The problem: Every line in the entries that holds "with" should be identified and copied.

--- Stored data ---

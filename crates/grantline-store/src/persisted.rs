//! Generic persisted-grant storage contract

use std::fmt;

use async_trait::async_trait;
use chrono::{DateTime, Utc};
use tokio_util::sync::CancellationToken;

use crate::error::Result;
use crate::grant::{PersistedGrant, PersistedGrantFilter};

/// Keyed, filterable, expiring grant storage
///
/// Reads here are raw: expired or consumed grants are returned as stored.
/// Validating reads live in the typed stores.
#[async_trait]
pub trait PersistedGrantStore: Send + Sync + fmt::Debug {
    /// Insert or replace a grant by key
    async fn store(&self, grant: PersistedGrant, cancel: &CancellationToken) -> Result<()>;

    /// Fetch a grant by key
    async fn get(&self, key: &str, cancel: &CancellationToken) -> Result<Option<PersistedGrant>>;

    /// Fetch every grant matching `filter`
    ///
    /// # Errors
    /// Returns `StoreError::InvalidFilter` when the filter has no criterion.
    async fn get_all(
        &self,
        filter: &PersistedGrantFilter,
        cancel: &CancellationToken,
    ) -> Result<Vec<PersistedGrant>>;

    /// Remove a grant by key; removing a missing key is a no-op
    async fn remove(&self, key: &str, cancel: &CancellationToken) -> Result<()>;

    /// Remove every grant matching `filter`; returns how many were removed
    ///
    /// # Errors
    /// Returns `StoreError::InvalidFilter` when the filter has no criterion.
    async fn remove_all(
        &self,
        filter: &PersistedGrantFilter,
        cancel: &CancellationToken,
    ) -> Result<usize>;

    /// Fetch and remove a grant in one step
    ///
    /// The default is get-then-remove: two concurrent callers may both
    /// receive the grant. Backends must override this with an atomic
    /// check-and-consume for single-use grants to be safe.
    async fn take(&self, key: &str, cancel: &CancellationToken) -> Result<Option<PersistedGrant>> {
        let grant = self.get(key, cancel).await?;
        if grant.is_some() {
            self.remove(key, cancel).await?;
        }
        Ok(grant)
    }

    /// Mark a grant consumed at `consumed_time` unless it already is
    ///
    /// Returns `true` only for the caller that set the consumed time; a
    /// missing or already consumed grant yields `false`. The default is
    /// read-then-write with the same race as the default `take`.
    async fn consume(
        &self,
        key: &str,
        consumed_time: DateTime<Utc>,
        cancel: &CancellationToken,
    ) -> Result<bool> {
        let Some(mut grant) = self.get(key, cancel).await? else {
            return Ok(false);
        };
        if grant.consumed_time.is_some() {
            return Ok(false);
        }
        grant.consumed_time = Some(consumed_time);
        self.store(grant, cancel).await?;
        Ok(true)
    }

    /// Remove up to `batch` grants whose expiration is at or before `now`
    ///
    /// Returns the removed grants so callers can audit them.
    async fn remove_expired(
        &self,
        now: DateTime<Utc>,
        batch: usize,
        cancel: &CancellationToken,
    ) -> Result<Vec<PersistedGrant>>;
}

---

Solution to this task:
    /// receive the grant. Backends must override this with an atomic
    /// read-then-write with the same race as the default `take`.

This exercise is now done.